I designed the Engine first, which has an Entity Framework context, and then went on to work on the website, which presents various reports. I believe I made a terrible design mistake in that the website has its own context (which sounded normal at first).

I present this mockup of the engine and a report page's code behind:

Engine (in separate DLL):

public Engine
{
    DatabaseEntities _engineContext;

    public Engine()
    {
       // Connection string and procedure managed in DB layer
        _engineContext = DatabaseEntities.Connect();
    }

    public ChangeSomeEntity(SomeEntity someEntity, int newValue)
    {
        //Suppose there's some validation too, non trivial stuff
        SomeEntity.Value = newValue;
        _engineContext.SaveChanges();
    }
}

And report:

public partial class MyReport : Page
{
    Engine _engine;
    DatabaseEntities _webpageContext;

    public MyReport()
    {
        _engine = new Engine();
        _databaseContext = DatabaseEntities.Connect();
    }

    public void ChangeSomeEntityButton_Clicked(object sender, EventArgs e)
    {
        SomeEntity someEntity;
        //Wrong way:
        //Get the entity from the webpage context
        someEntity = _webpageContext.SomeEntities.Single(s => s.Id == SomeEntityId);
        //Send the entity from _webpageContext to the engine
        _engine.ChangeSomeEntity(someEntity, SomeEntityNewValue); // <- oops, conflict of context

        //Right(?) way:
        //Get the entity from the engine context
        someEntity = _engine.GetSomeEntity(SomeEntityId); //undefined above
        //Send the entity from the engine's context to the engine
        _engine.ChangeSomeEntity(someEntity, SomeEntityNewValue); // <- oops, conflict of context
     }
}

Because the webpage has its own context, giving the Engine an entity from a different context will cause an error.
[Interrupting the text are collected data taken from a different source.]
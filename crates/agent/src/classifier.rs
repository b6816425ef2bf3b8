use std::sync::Arc;

use stocktalk_core::domain::{ConversationTurn, Intent};
use stocktalk_core::errors::ChatError;
use stocktalk_core::prompts;

use crate::llm::LlmClient;

/// Labels one utterance with a single model call. Output that does not map
/// to a known label becomes [`Intent::Unclear`]; the orchestrator answers
/// with a clarification and never touches the database for that turn.
pub struct TaskClassifier {
    llm: Arc<dyn LlmClient>,
}

impl TaskClassifier {
    pub fn new(llm: Arc<dyn LlmClient>) -> Self {
        Self { llm }
    }

    pub async fn classify(
        &self,
        message: &str,
        history: &[ConversationTurn],
    ) -> Result<Intent, ChatError> {
        let prompt = prompts::classifier_prompt(message, history);
        let raw = self
            .llm
            .complete(&prompt)
            .await
            .map_err(|error| ChatError::ExternalService(error.to_string()))?;

        Ok(Intent::from_model_label(&raw))
    }
}

#[cfg(test)]
mod tests {
    use std::sync::Arc;

    use stocktalk_core::domain::Intent;
    use stocktalk_core::errors::ChatError;

    use super::TaskClassifier;
    use crate::llm::ScriptedLlmClient;

    #[tokio::test]
    async fn maps_model_labels_to_intents() {
        let classifier =
            TaskClassifier::new(Arc::new(ScriptedLlmClient::new(["upsert", "  Query\n"])));
        assert_eq!(classifier.classify("add 5 monitors", &[]).await.expect("ok"), Intent::Upsert);
        assert_eq!(classifier.classify("show stock", &[]).await.expect("ok"), Intent::Query);
    }

    #[tokio::test]
    async fn unmapped_output_becomes_unclear() {
        let classifier = TaskClassifier::new(Arc::new(ScriptedLlmClient::new([
            "the user appears to want several things",
        ])));
        assert_eq!(classifier.classify("xyzzy", &[]).await.expect("ok"), Intent::Unclear);
    }

    #[tokio::test]
    async fn transport_failure_is_an_external_service_error() {
        let classifier = TaskClassifier::new(Arc::new(ScriptedLlmClient::default()));
        let error = classifier.classify("anything", &[]).await.unwrap_err();
        assert!(matches!(error, ChatError::ExternalService(_)));
    }
}
impl ProbeTable {
    /// Creates a table with the default capacity of 7.
    ///
    /// # Examples
    ///
    /// ```rust
    /// use quad_hash::ProbeTable;
    ///
    /// let table = ProbeTable::new();
    /// assert_eq!(table.capacity(), 7);
    /// assert!(table.is_empty());
    /// ```
    pub fn new() -> Self {
        Self::with_capacity(DEFAULT_CAPACITY)
    }

    /// Creates a table whose capacity is the smallest prime at or above
    /// `capacity`.
    ///
    /// Primes start at 2, so requests of 0 and 1 both yield a capacity
    /// of 2.
    ///
    /// # Examples
    ///
    /// ```rust
    /// use quad_hash::ProbeTable;
    ///
    /// assert_eq!(ProbeTable::with_capacity(7).capacity(), 7);
    /// assert_eq!(ProbeTable::with_capacity(8).capacity(), 11);
    /// assert_eq!(ProbeTable::with_capacity(0).capacity(), 2);
    /// ```
    pub fn with_capacity(capacity: usize) -> Self {
        let capacity = next_prime(capacity);
        Self {
            slots: vec![Slot::Empty; capacity],
            occupied: 0,
        }
    }

    /// Returns the number of live keys in the table.
    ///
    /// Tombstones are not counted.
    ///
    /// # Examples
    ///
    /// ```rust
    /// use quad_hash::ProbeTable;
    ///
    /// let mut table = ProbeTable::new();
    /// assert_eq!(table.len(), 0);
    /// table.insert(1).unwrap();
    /// assert_eq!(table.len(), 1);
    /// ```
    pub fn len(&self) -> usize {
        self.occupied
    }

    /// Returns `true` if the table holds no live keys.
    ///
    /// # Examples
    ///
    /// ```rust
    /// use quad_hash::ProbeTable;
    ///
    /// let mut table = ProbeTable::new();
    /// assert!(table.is_empty());
    /// table.insert(1).unwrap();
    /// assert!(!table.is_empty());
    /// ```
    pub fn is_empty(&self) -> bool {
        self.occupied == 0
    }

    /// Returns the current capacity, i.e. the total slot count.
    ///
    /// The capacity is always prime and only changes when an insert
    /// triggers a resize.
    ///
    /// # Examples
    ///
    /// ```rust
    /// use quad_hash::ProbeTable;
    ///
    /// let table = ProbeTable::with_capacity(100);
    /// assert!(table.capacity() >= 100);
    /// ```
    pub fn capacity(&self) -> usize {
        self.slots.len()
    }

    /// Returns the current load factor, `len / capacity`.
    ///
    /// Immediately after any successful insert this is below 0.8: a pending
    /// insert that would reach the threshold resizes the table first.
    pub fn load_factor(&self) -> f64 {
        self.occupied as f64 / self.slots.len() as f64
    }

    /// Home slot for `key`, normalized into `[0, capacity)` for negative
    /// keys.
    fn home(&self, key: i64) -> usize {
        key.rem_euclid(self.slots.len() as i64) as usize
    }

    /// Searches for `key` and returns its slot index.
    ///
    /// The walk stops at the first `Empty` slot: a live key can never sit
    /// past a true gap in its probe chain. Tombstones and non-matching keys
    /// are skipped. Gives up after the probe limit.
    ///
    /// # Examples
    ///
    /// ```rust
    /// use quad_hash::ProbeTable;
    ///
    /// let mut table = ProbeTable::new();
    /// table.insert(10).unwrap();
    ///
    /// assert_eq!(table.search(10), Some(3));
    /// assert_eq!(table.search(11), None);
    /// ```
    pub fn search(&self, key: i64) -> Option<usize> {
        let capacity = self.slots.len();
        let home = self.home(key);

        for attempt in 0..probe_limit(capacity) {
            let index = probe_index(home, attempt, capacity);
            match self.slots[index] {
                Slot::Empty => return None,
                Slot::Occupied(candidate) if candidate == key => return Some(index),
                Slot::Occupied(_) | Slot::Tombstone => {}
            }
        }

        None
    }

    /// Returns `true` if the table contains `key`.
    ///
    /// # Examples
    ///
    /// ```rust
    /// use quad_hash::ProbeTable;
    ///
    /// let mut table = ProbeTable::new();
    /// table.insert(3).unwrap();
    /// assert!(table.contains(3));
    /// assert!(!table.contains(4));
    /// ```
    pub fn contains(&self, key: i64) -> bool {
        self.search(key).is_some()
    }

    /// Inserts `key` into the table.
    ///
    /// A pending insert that would push occupancy to 80% or beyond resizes
    /// the table first; the key is then placed in the first `Empty` or
    /// `Tombstone` slot on its probe sequence.
    ///
    /// # Errors
    ///
    /// [`InsertError::DuplicateKey`] if the key is already present, and
    /// [`InsertError::ProbingExhausted`] if every slot within the probe
    /// limit is occupied. Neither places the key nor changes the element
    /// count; a resize triggered by the load check stands even if the
    /// placement then fails.
    ///
    /// # Examples
    ///
    /// ```rust
    /// use quad_hash::InsertError;
    /// use quad_hash::ProbeTable;
    ///
    /// let mut table = ProbeTable::new();
    /// assert_eq!(table.insert(7), Ok(()));
    /// assert_eq!(table.insert(7), Err(InsertError::DuplicateKey));
    /// ```
    ///
    /// Probing is bounded, so an adversarial collision chain can reject an
    /// insert even though free slots remain. A capacity-7 table walks at
    /// most four slots per key:
    ///
    /// ```rust
    /// use quad_hash::InsertError;
    /// use quad_hash::ProbeTable;
    ///
    /// let mut table = ProbeTable::new();
    /// for key in [0, 7, 14, 21] {
    ///     table.insert(key).unwrap();
    /// }
    /// assert_eq!(table.insert(28), Err(InsertError::ProbingExhausted));
    /// assert_eq!(table.len(), 4);
    /// ```
    pub fn insert(&mut self, key: i64) -> Result<(), InsertError> {
        if self.search(key).is_some() {
            return Err(InsertError::DuplicateKey);
        }

        if reaches_load_limit(self.occupied + 1, self.slots.len()) {
            self.grow();
        }

        let index = self.find_free(key).ok_or(InsertError::ProbingExhausted)?;
        self.slots[index] = Slot::Occupied(key);
        self.occupied += 1;
        Ok(())
    }

    /// First `Empty` or `Tombstone` slot on `key`'s probe sequence.
    fn find_free(&self, key: i64) -> Option<usize> {
        let capacity = self.slots.len();
        let home = self.home(key);

        (0..probe_limit(capacity))
            .map(|attempt| probe_index(home, attempt, capacity))
            .find(|&index| !matches!(self.slots[index], Slot::Occupied(_)))
    }

    /// Removes `key` from the table.
    ///
    /// The slot is marked with a tombstone; its storage is only reclaimed
    /// by a later insert reusing the slot or by a resize.
    ///
    /// # Errors
    ///
    /// [`RemoveError::NotFound`] if the key is not present. The table is
    /// unchanged.
    ///
    /// # Examples
    ///
    /// ```rust
    /// use quad_hash::ProbeTable;
    /// use quad_hash::RemoveError;
    ///
    /// let mut table = ProbeTable::new();
    /// table.insert(10).unwrap();
    ///
    /// assert_eq!(table.remove(10), Ok(()));
    /// assert_eq!(table.remove(10), Err(RemoveError::NotFound));
    /// ```
    pub fn remove(&mut self, key: i64) -> Result<(), RemoveError> {
        let index = self.search(key).ok_or(RemoveError::NotFound)?;
        self.slots[index] = Slot::Tombstone;
        self.occupied -= 1;
        Ok(())
    }

    /// Removes every key, resetting all slots to `Empty`.
    ///
    /// The capacity is preserved.
    ///
    /// # Examples
    ///
    /// ```rust
    /// use quad_hash::ProbeTable;
    ///
    /// let mut table = ProbeTable::new();
    /// table.insert(1).unwrap();
    /// table.clear();
    /// assert!(table.is_empty());
    /// assert_eq!(table.capacity(), 7);
    /// ```
    pub fn clear(&mut self) {
        self.slots.fill(Slot::Empty);
        self.occupied = 0;
    }

    /// Grows to the smallest prime at or above double the current capacity
    /// and rehashes every live key.
    ///
    /// Quadratic probing does not guarantee full-table coverage, so a key
    /// can in principle fail to place even in the doubled table; the
    /// rebuild then doubles again rather than dropping the key. Tombstones
    /// are not carried forward.
    fn grow(&mut self) {
        let mut capacity = next_prime(self.slots.len() * 2);
        loop {
            match rebuild(&self.slots, capacity) {
                Some(slots) => {
                    self.slots = slots;
                    return;
                }
                None => capacity = next_prime(capacity * 2),
            }
        }
    }

    /// Returns an iterator over every slot in index order.
    ///
    /// Yields one [`Slot`] per table position, including empty slots and
    /// tombstones; its length equals [`capacity`](ProbeTable::capacity).
    ///
    /// # Examples
    ///
    /// ```rust
    /// use quad_hash::ProbeTable;
    /// use quad_hash::Slot;
    ///
    /// let mut table = ProbeTable::new();
    /// table.insert(10).unwrap();
    ///
    /// let slots: Vec<Slot> = table.slots().collect();
    /// assert_eq!(slots.len(), 7);
    /// assert_eq!(slots[3], Slot::Occupied(10));
    /// assert_eq!(slots[0], Slot::Empty);
    /// ```
    pub fn slots(&self) -> Slots<'_> {
        Slots {
            inner: self.slots.iter(),
        }
    }

    /// Returns an iterator over the live keys in slot order.
    ///
    /// # Examples
    ///
    /// ```rust
    /// use quad_hash::ProbeTable;
    ///
    /// let mut table = ProbeTable::new();
    /// table.insert(1).unwrap();
    /// table.insert(2).unwrap();
    ///
    /// let keys: Vec<i64> = table.iter().collect();
    /// assert_eq!(keys, [1, 2]);
    /// ```
    pub fn iter(&self) -> Iter<'_> {
        Iter {
            inner: self.slots.iter(),
        }
    }

    /// Returns occupancy statistics for the current table state.
    #[cfg(any(test, feature = "stats"))]
    pub fn stats(&self) -> TableStats {
        let tombstones = self
            .slots
            .iter()
            .filter(|slot| matches!(slot, Slot::Tombstone))
            .count();

        TableStats {
            occupied: self.occupied,
            tombstones,
            capacity: self.slots.len(),
            probe_limit: probe_limit(self.slots.len()),
            load_factor: self.load_factor(),
        }
    }

    /// Computes a histogram of probe distances for the live keys.
    ///
    /// Bin `i` counts keys that sit `i` probe attempts from their home
    /// slot. The histogram has one bin per allowed attempt, so its length
    /// equals the probe limit.
    #[cfg(any(test, feature = "stats"))]
    pub fn probe_histogram(&self) -> Vec<usize> {
        let capacity = self.slots.len();
        let limit = probe_limit(capacity);
        let mut histogram = vec![0usize; limit];

        for slot in &self.slots {
            let Slot::Occupied(key) = *slot else { continue };
            let home = self.home(key);
            for attempt in 0..limit {
                if self.slots[probe_index(home, attempt, capacity)] == Slot::Occupied(key) {
                    histogram[attempt] += 1;
                    break;
                }
            }
        }

        histogram
    }
}

/// Rehashes every live key of `old` into a fresh all-empty table of
/// `capacity` slots.
///
/// Returns `None` if some key has no free slot within the new probe limit;
/// the caller grows further and retries, so keys are never dropped.
fn rebuild(old: &[Slot], capacity: usize) -> Option<Vec<Slot>> {
    let limit = probe_limit(capacity);
    let mut slots = vec![Slot::Empty; capacity];

    for slot in old {
        let Slot::Occupied(key) = *slot else { continue };
        let home = key.rem_euclid(capacity as i64) as usize;
        let index = (0..limit)
            .map(|attempt| probe_index(home, attempt, capacity))
            .find(|&index| slots[index] == Slot::Empty)?;
        slots[index] = Slot::Occupied(key);
    }

    Some(slots)
}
I happen to know not to do that, to only give the Engine entities from its own context. But this is a very error-prone design. I see the error of my ways now. I just don't know the right path.

I'm considering:

  • Creating the connection in the Engine and passing it off to the webpage. Always instantiate an Engine, make its context accessible from a property, sharing it. Possible problems: other conflicts? Slow? Concurrency issues if I want to expand to AJAX?
  • Creating the connection from the webpage and passing it off to the Engine (I believe that's dependency injection?)
  • Only talking through ID's. Creates redundancy, not always practical, sounds archaic. But at the same time, I already recuperate stuff from the page as ID's that I need to fetch anyways.

What would be best compromise here for safety, ease-of-use and understanding, stability, and speed?